Write the data below out again, with each line matching the original.

[Opening Data section]

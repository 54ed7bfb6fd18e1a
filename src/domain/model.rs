use crate::utils::error::CheckError;
use chrono::{DateTime, Utc};
use serde::{Deserialize, Serialize};
use std::fmt;
use std::str::FromStr;

/// 批次作業的識別碼，由呼叫端提供
#[derive(Debug, Clone, PartialEq, Eq, Hash, PartialOrd, Ord, Serialize, Deserialize)]
#[serde(transparent)]
pub struct JobId(String);

impl JobId {
    pub fn new(id: impl Into<String>) -> Self {
        Self(id.into())
    }

    pub fn as_str(&self) -> &str {
        &self.0
    }
}

impl fmt::Display for JobId {
    fn fmt(&self, f: &mut fmt::Formatter<'_>) -> fmt::Result {
        f.write_str(&self.0)
    }
}

impl From<&str> for JobId {
    fn from(id: &str) -> Self {
        Self::new(id)
    }
}

impl From<String> for JobId {
    fn from(id: String) -> Self {
        Self(id)
    }
}

/// Checker 對單一地址的判定。同時也是結果分類 (valid / bounced / error)。
#[derive(Debug, Clone, Copy, PartialEq, Eq, Hash, Serialize, Deserialize)]
#[serde(rename_all = "snake_case")]
pub enum ValidationStatus {
    Valid,
    Bounced,
    Error,
}

impl ValidationStatus {
    pub const ALL: [ValidationStatus; 3] = [
        ValidationStatus::Valid,
        ValidationStatus::Bounced,
        ValidationStatus::Error,
    ];

    pub fn as_str(&self) -> &'static str {
        match self {
            ValidationStatus::Valid => "valid",
            ValidationStatus::Bounced => "bounced",
            ValidationStatus::Error => "error",
        }
    }
}

impl fmt::Display for ValidationStatus {
    fn fmt(&self, f: &mut fmt::Formatter<'_>) -> fmt::Result {
        f.write_str(self.as_str())
    }
}

impl FromStr for ValidationStatus {
    type Err = CheckError;

    fn from_str(s: &str) -> Result<Self, Self::Err> {
        match s {
            "valid" => Ok(ValidationStatus::Valid),
            "bounced" => Ok(ValidationStatus::Bounced),
            "error" => Ok(ValidationStatus::Error),
            other => Err(CheckError::UnknownCategory {
                category: other.to_string(),
            }),
        }
    }
}

#[derive(Debug, Clone, PartialEq, Serialize, Deserialize)]
pub struct ValidationOutcome {
    pub status: ValidationStatus,
    pub message: String,
    pub timestamp: DateTime<Utc>,
}

impl ValidationOutcome {
    pub fn new(status: ValidationStatus, message: impl Into<String>) -> Self {
        Self {
            status,
            message: message.into(),
            timestamp: Utc::now(),
        }
    }

    pub fn valid(message: impl Into<String>) -> Self {
        Self::new(ValidationStatus::Valid, message)
    }

    pub fn bounced(message: impl Into<String>) -> Self {
        Self::new(ValidationStatus::Bounced, message)
    }

    pub fn error(message: impl Into<String>) -> Self {
        Self::new(ValidationStatus::Error, message)
    }
}

/// 一筆處理完成的結果：地址與它的判定
#[derive(Debug, Clone, PartialEq, Serialize, Deserialize)]
pub struct CheckRecord {
    pub address: String,
    pub outcome: ValidationOutcome,
}

impl CheckRecord {
    pub fn status(&self) -> ValidationStatus {
        self.outcome.status
    }
}

/// Counts derived from a job's results. Only built by folding results, so
/// `valid + bounced + error == total` always holds.
#[derive(Debug, Clone, Copy, Default, PartialEq, Eq, Serialize, Deserialize)]
pub struct Aggregate {
    valid: usize,
    bounced: usize,
    error: usize,
    total: usize,
}

impl Aggregate {
    pub fn tally<'a>(records: impl IntoIterator<Item = &'a CheckRecord>) -> Self {
        records.into_iter().fold(Self::default(), |mut acc, record| {
            acc.count(record.status());
            acc
        })
    }

    pub(crate) fn count(&mut self, status: ValidationStatus) {
        match status {
            ValidationStatus::Valid => self.valid += 1,
            ValidationStatus::Bounced => self.bounced += 1,
            ValidationStatus::Error => self.error += 1,
        }
        self.total += 1;
    }

    pub fn valid(&self) -> usize {
        self.valid
    }

    pub fn bounced(&self) -> usize {
        self.bounced
    }

    pub fn error(&self) -> usize {
        self.error
    }

    pub fn total(&self) -> usize {
        self.total
    }

    pub fn of(&self, status: ValidationStatus) -> usize {
        match status {
            ValidationStatus::Valid => self.valid,
            ValidationStatus::Bounced => self.bounced,
            ValidationStatus::Error => self.error,
        }
    }
}

#[derive(Debug, Clone, Copy, PartialEq, Eq, Serialize, Deserialize)]
#[serde(rename_all = "snake_case")]
pub enum JobStatus {
    Idle,
    Running,
    Paused,
    Completed,
    Cancelled,
}

impl JobStatus {
    pub fn is_terminal(&self) -> bool {
        matches!(self, JobStatus::Completed | JobStatus::Cancelled)
    }

    pub fn as_str(&self) -> &'static str {
        match self {
            JobStatus::Idle => "idle",
            JobStatus::Running => "running",
            JobStatus::Paused => "paused",
            JobStatus::Completed => "completed",
            JobStatus::Cancelled => "cancelled",
        }
    }
}

impl fmt::Display for JobStatus {
    fn fmt(&self, f: &mut fmt::Formatter<'_>) -> fmt::Result {
        f.write_str(self.as_str())
    }
}

#[cfg(test)]
mod tests {
    use super::*;

    fn record(address: &str, status: ValidationStatus) -> CheckRecord {
        CheckRecord {
            address: address.to_string(),
            outcome: ValidationOutcome::new(status, "test"),
        }
    }

    #[test]
    fn test_aggregate_tally_matches_results() {
        let records = vec![
            record("a@gmail.com", ValidationStatus::Valid),
            record("not-an-email", ValidationStatus::Error),
            record("b@gmail.com", ValidationStatus::Valid),
            record("gone@gmail.com", ValidationStatus::Bounced),
        ];

        let aggregate = Aggregate::tally(&records);

        assert_eq!(aggregate.valid(), 2);
        assert_eq!(aggregate.bounced(), 1);
        assert_eq!(aggregate.error(), 1);
        assert_eq!(aggregate.total(), 4);
        assert_eq!(aggregate.of(ValidationStatus::Valid), 2);
    }

    #[test]
    fn test_category_parsing() {
        assert_eq!("valid".parse::<ValidationStatus>().unwrap(), ValidationStatus::Valid);
        assert_eq!("error".parse::<ValidationStatus>().unwrap(), ValidationStatus::Error);

        let err = "Valid".parse::<ValidationStatus>().unwrap_err();
        assert!(err.is_client_error());
    }

    #[test]
    fn test_status_serializes_snake_case() {
        let json = serde_json::to_string(&ValidationStatus::Bounced).unwrap();
        assert_eq!(json, "\"bounced\"");

        let json = serde_json::to_string(&JobStatus::Cancelled).unwrap();
        assert_eq!(json, "\"cancelled\"");
    }

    #[test]
    fn test_terminal_states() {
        assert!(JobStatus::Completed.is_terminal());
        assert!(JobStatus::Cancelled.is_terminal());
        assert!(!JobStatus::Paused.is_terminal());
        assert!(!JobStatus::Running.is_terminal());
    }
}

[Closing Data section]

> **Exercise result**
repository 54ed7bfb6fd18e1a
filename src/domain/model.rs
use crate::utils::error::CheckError;
use chrono::{DateTime, Utc};
use serde::{Deserialize, Serialize};
use std::fmt;
use std::str::FromStr;

/// 批次作業的識別碼，由呼叫端提供
#[derive(Debug, Clone, PartialEq, Eq, Hash, PartialOrd, Ord, Serialize, Deserialize)]
#[serde(transparent)]
pub struct JobId(String);

impl JobId {
    pub fn new(id: impl Into<String>) -> Self {
        Self(id.into())
    }

    pub fn as_str(&self) -> &str {
        &self.0
    }
}

impl fmt::Display for JobId {
    fn fmt(&self, f: &mut fmt::Formatter<'_>) -> fmt::Result {
        f.write_str(&self.0)
    }
}

impl From<&str> for JobId {
    fn from(id: &str) -> Self {
        Self::new(id)
    }
}

impl From<String> for JobId {
    fn from(id: String) -> Self {
        Self(id)
    }
}

/// Checker 對單一地址的判定。同時也是結果分類 (valid / bounced / error)。
#[derive(Debug, Clone, Copy, PartialEq, Eq, Hash, Serialize, Deserialize)]
#[serde(rename_all = "snake_case")]
pub enum ValidationStatus {
    Valid,
    Bounced,
    Error,
}

impl ValidationStatus {
    pub const ALL: [ValidationStatus; 3] = [
        ValidationStatus::Valid,
        ValidationStatus::Bounced,
        ValidationStatus::Error,
    ];

    pub fn as_str(&self) -> &'static str {
        match self {
            ValidationStatus::Valid => "valid",
            ValidationStatus::Bounced => "bounced",
            ValidationStatus::Error => "error",
        }
    }
}

impl fmt::Display for ValidationStatus {
    fn fmt(&self, f: &mut fmt::Formatter<'_>) -> fmt::Result {
        f.write_str(self.as_str())
    }
}

impl FromStr for ValidationStatus {
    type Err = CheckError;

    fn from_str(s: &str) -> Result<Self, Self::Err> {
        match s {
            "valid" => Ok(ValidationStatus::Valid),
            "bounced" => Ok(ValidationStatus::Bounced),
            "error" => Ok(ValidationStatus::Error),
            other => Err(CheckError::UnknownCategory {
                category: other.to_string(),
            }),
        }
    }
}

#[derive(Debug, Clone, PartialEq, Serialize, Deserialize)]
pub struct ValidationOutcome {
    pub status: ValidationStatus,
    pub message: String,
    pub timestamp: DateTime<Utc>,
}

impl ValidationOutcome {
    pub fn new(status: ValidationStatus, message: impl Into<String>) -> Self {
        Self {
            status,
            message: message.into(),
            timestamp: Utc::now(),
        }
    }

    pub fn valid(message: impl Into<String>) -> Self {
        Self::new(ValidationStatus::Valid, message)
    }

    pub fn bounced(message: impl Into<String>) -> Self {
        Self::new(ValidationStatus::Bounced, message)
    }

    pub fn error(message: impl Into<String>) -> Self {
        Self::new(ValidationStatus::Error, message)
    }
}

/// 一筆處理完成的結果：地址與它的判定
#[derive(Debug, Clone, PartialEq, Serialize, Deserialize)]
pub struct CheckRecord {
    pub address: String,
    pub outcome: ValidationOutcome,
}

impl CheckRecord {
    pub fn status(&self) -> ValidationStatus {
        self.outcome.status
    }
}

/// Counts derived from a job's results. Only built by folding results, so
/// `valid + bounced + error == total` always holds.
#[derive(Debug, Clone, Copy, Default, PartialEq, Eq, Serialize, Deserialize)]
pub struct Aggregate {
    valid: usize,
    bounced: usize,
    error: usize,
    total: usize,
}

impl Aggregate {
    pub fn tally<'a>(records: impl IntoIterator<Item = &'a CheckRecord>) -> Self {
        records.into_iter().fold(Self::default(), |mut acc, record| {
            acc.count(record.status());
            acc
        })
    }

    pub(crate) fn count(&mut self, status: ValidationStatus) {
        match status {
            ValidationStatus::Valid => self.valid += 1,
            ValidationStatus::Bounced => self.bounced += 1,
            ValidationStatus::Error => self.error += 1,
        }
        self.total += 1;
    }

    pub fn valid(&self) -> usize {
        self.valid
    }

    pub fn bounced(&self) -> usize {
        self.bounced
    }

    pub fn error(&self) -> usize {
        self.error
    }

    pub fn total(&self) -> usize {
        self.total
    }

    pub fn of(&self, status: ValidationStatus) -> usize {
        match status {
            ValidationStatus::Valid => self.valid,
            ValidationStatus::Bounced => self.bounced,
            ValidationStatus::Error => self.error,
        }
    }
}

#[derive(Debug, Clone, Copy, PartialEq, Eq, Serialize, Deserialize)]
#[serde(rename_all = "snake_case")]
pub enum JobStatus {
    Idle,
    Running,
    Paused,
    Completed,
    Cancelled,
}

impl JobStatus {
    pub fn is_terminal(&self) -> bool {
        matches!(self, JobStatus::Completed | JobStatus::Cancelled)
    }

    pub fn as_str(&self) -> &'static str {
        match self {
            JobStatus::Idle => "idle",
            JobStatus::Running => "running",
            JobStatus::Paused => "paused",
            JobStatus::Completed => "completed",
            JobStatus::Cancelled => "cancelled",
        }
    }
}

impl fmt::Display for JobStatus {
    fn fmt(&self, f: &mut fmt::Formatter<'_>) -> fmt::Result {
        f.write_str(self.as_str())
    }
}

#[cfg(test)]
mod tests {
    use super::*;

    fn record(address: &str, status: ValidationStatus) -> CheckRecord {
        CheckRecord {
            address: address.to_string(),
            outcome: ValidationOutcome::new(status, "test"),
        }
    }

    #[test]
    fn test_aggregate_tally_matches_results() {
        let records = vec![
            record("a@gmail.com", ValidationStatus::Valid),
            record("not-an-email", ValidationStatus::Error),
            record("b@gmail.com", ValidationStatus::Valid),
            record("gone@gmail.com", ValidationStatus::Bounced),
        ];

        let aggregate = Aggregate::tally(&records);

        assert_eq!(aggregate.valid(), 2);
        assert_eq!(aggregate.bounced(), 1);
        assert_eq!(aggregate.error(), 1);
        assert_eq!(aggregate.total(), 4);
        assert_eq!(aggregate.of(ValidationStatus::Valid), 2);
    }

    #[test]
    fn test_category_parsing() {
        assert_eq!("valid".parse::<ValidationStatus>().unwrap(), ValidationStatus::Valid);
        assert_eq!("error".parse::<ValidationStatus>().unwrap(), ValidationStatus::Error);

        let err = "Valid".parse::<ValidationStatus>().unwrap_err();
        assert!(err.is_client_error());
    }

    #[test]
    fn test_status_serializes_snake_case() {
        let json = serde_json::to_string(&ValidationStatus::Bounced).unwrap();
        assert_eq!(json, "\"bounced\"");

        let json = serde_json::to_string(&JobStatus::Cancelled).unwrap();
        assert_eq!(json, "\"cancelled\"");
    }

    #[test]
    fn test_terminal_states() {
        assert!(JobStatus::Completed.is_terminal());
        assert!(JobStatus::Cancelled.is_terminal());
        assert!(!JobStatus::Paused.is_terminal());
        assert!(!JobStatus::Running.is_terminal());
    }
}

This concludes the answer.